In combination with tissue optical clearing techniques, Bruker Luxendo SPIMs allow in toto recording of very large specimens up to entire adult mice in a non-destructive fashion within minutes. Therefore, Luxendo SPIMs are ideal for studying the brain or the central nervous system, for analyzing organ development, or for investigating tumor structure and genesis in oncology.
Ultima 2Pplus: Advances in Multiphoton Imaging and SLM Holographic Stimulation
Presenter: Romina Macco, Ph.D., EMEA Sales Applications and Customer Service Manager, Bruker
Multiphoton microscopy is a great approach for the investigation of cells, organoids, tissue slices, and organs in living animals with high penetration performance, better resolution along the Z dimension and limited sample heating and damage. This powerful technique is optimal to study the physiology and pathology of the brain in neuroscience, as well as to elucidate biological aspects of life sciences in a broad range of other biomedical applications including immunology and oncology.

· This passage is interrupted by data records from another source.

//! Shared foundational types used across the fixgen workspace.
//!
//! Currently this is the interned identifier type used for signal and
//! module names.

#![warn(missing_docs)]

pub mod ident;

pub use ident::{Ident, Interner};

Thanks to the high-level engineering design, the Bruker Ultima 2Pplus enables the imaging and investigation of a wider portion of biological samples. It also, offers a larger field of view, with respect to traditional multiphoton microscopes, without sacrificing signal uniformity, collection efficiency, resolution, and speed.

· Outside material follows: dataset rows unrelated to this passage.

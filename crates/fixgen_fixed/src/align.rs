//! Bringing two operands to a common binary point.

use crate::convert::{shift_left, to_signed};
use crate::value::Value;

/// Left-shifts whichever operand has the smaller point so that both sit at
/// `max(lpoint, rpoint)`.
///
/// The operand that already has the larger point is returned untouched. When
/// `signed` is set, the shifted operand is also reinterpreted as signed.
pub fn adjust(
    left: impl Into<Value>,
    right: impl Into<Value>,
    lpoint: u32,
    rpoint: u32,
    signed: bool,
) -> (Value, Value) {
    let (left, right) = (left.into(), right.into());
    let ldiff = rpoint.saturating_sub(lpoint);
    let rdiff = lpoint.saturating_sub(rpoint);
    (
        rescale(left, ldiff, signed),
        rescale(right, rdiff, signed),
    )
}

fn rescale(value: Value, diff: u32, signed: bool) -> Value {
    if diff == 0 {
        return value;
    }
    let shifted = shift_left(value, diff, signed);
    if signed {
        to_signed(shifted)
    } else {
        shifted
    }
}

In addition to being a powerful imaging platform for both in vitro and in vivo studies, the Ultima 2Pplus is characterized by extraordinary photostimulation performances, thanks to the Spatial Light Modulator and the Electrically Tunable Lens modules. The combination of these two technologies results in fast 3D imaging and the holographic photoactivation of dozens of cells simultaneously and with high precision in the X, Y, and Z dimensions.

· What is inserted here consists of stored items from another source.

//! Signal declarations.
//!
//! A [`Signal`] is a named input, output, inout, register or wire owned by a
//! [`Module`](crate::module::Module). Expressions refer to it through a
//! [`SignalRef`](crate::expr::SignalRef).

use fixgen_common::Ident;
use serde::{Deserialize, Serialize};

use crate::expr::{Expr, SignalRef};
use crate::ids::SignalId;

/// The declaration kind of a signal.
#[derive(Debug, Clone, Copy, PartialEq, Eq, Hash, Serialize, Deserialize)]
pub enum SignalKind {
    /// A module input port.
    Input,
    /// A module output port.
    Output,
    /// A bidirectional port.
    Inout,
    /// A register (sequential storage).
    Reg,
    /// A combinational wire.
    Wire,
}

impl SignalKind {
    /// Returns `true` for the three port kinds.
    pub fn is_port(self) -> bool {
        matches!(self, SignalKind::Input | SignalKind::Output | SignalKind::Inout)
    }
}

/// A declared signal within a module.
#[derive(Debug, Clone, PartialEq, Serialize, Deserialize)]
pub struct Signal {
    /// The ID of this signal within its module.
    pub id: SignalId,
    /// The signal name.
    pub name: Ident,
    /// The declaration kind.
    pub kind: SignalKind,
    /// The bit width.
    pub width: u32,
    /// Array length, for memories.
    pub length: Option<u32>,
    /// Whether the signal is declared signed.
    pub signed: bool,
    /// Initial value; only meaningful for registers.
    pub init: Option<Expr>,
}

impl Signal {
    /// The reference used to mention this signal inside an expression.
    pub fn signal_ref(&self) -> SignalRef {
        SignalRef {
            id: self.id,
            kind: self.kind,
            width: self.width,
            signed: self.signed,
        }
    }

    /// A variable node for this signal.
    pub fn expr(&self) -> Expr {
        Expr::signal(self.signal_ref())
    }
}
//! Error types for module construction and constant evaluation.

/// Errors raised while registering objects with a module.
#[derive(Debug, Clone, PartialEq, Eq, thiserror::Error)]
pub enum AstError {
    /// A signal with the same name is already declared in the module.
    #[error("signal `{name}` is already defined in module `{module}`")]
    DuplicateSignal {
        /// The clashing name.
        name: String,
        /// The module that already declares it.
        module: String,
    },

    /// A declaration asked for a zero-width signal.
    #[error("signal `{name}` must be at least one bit wide")]
    ZeroWidth {
        /// The offending name.
        name: String,
    },
}

/// Errors raised by the constant evaluator.
#[derive(Debug, Clone, PartialEq, Eq, thiserror::Error)]
pub enum EvalError {
    /// A signal in the expression has no value in the environment.
    #[error("no value bound for signal {0}")]
    UnboundSignal(u32),

    /// Integer division by zero.
    #[error("division by zero")]
    DivisionByZero,

    /// The operation is not defined for the operand kinds it got.
    #[error("unsupported: {reason}")]
    Unsupported {
        /// What was attempted.
        reason: String,
    },
}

Single-Molecule Localization for Advanced Biological and Genomic Imaging: The Bruker Vutara VXL
Presenter: Winfried Wiegraebe, Ph.D., Vutara Super Resolution Microscopy Product Manager, Bruker
Most subcellular structures are smaller than 300 nm so traditional fluorescence microscopy does not have the specificity to resolve these small sizes. The single-molecule localization microscopy (SMLM) technology implemented in the Bruker Vutara VXL overcomes this limitation. With an optical lateral resolution of 20 nm, SMLM is uniquely qualified to address biological mysteries that require specific labeling as used in fluorescence microscopy, but with higher resolution than can be achieved with diffraction-limited microscopy. In addition to SMLM, the Vutara VXL implements imaging workflows for multiplexed chromatin tracing and smFISH applications. Thus. the system allows imaging, resolving, and quantifying cellular structures, molecular machines, proteins, RNA, and chromosomal structures.
Atomic Force Microscopes for Imaging and Characterizing Biological Materials and Processes
Presenter: Torsten Mueller, Project Manager, Ph.D., Bruker
In the past decades, atomic force microscopy (AFM) has become standard in the high-resolution structural analysis of samples ranging from single molecules to complex macromolecular systems. Unlike other high-resolution imaging techniques, it does not require any specific sample modification (except for surface deposition) and therefore reduces the risk of introducing artifacts through sample preparation. In recent years, there has been an increased demand for the application of novel developments featuring high-speed AFM imaging (>10 frames/sec), quantitative nanomechanical characterization of samples, and advanced feedback imaging modes that tweak the maximum attainable resolution. Furthermore, the examination of specific molecules or features carrying immunochemical information has been made possible by combining AFM with recent developments in optical/fluorescence microscopy, therefore complementing the advantages of both techniques and enabling true correlative microscopy.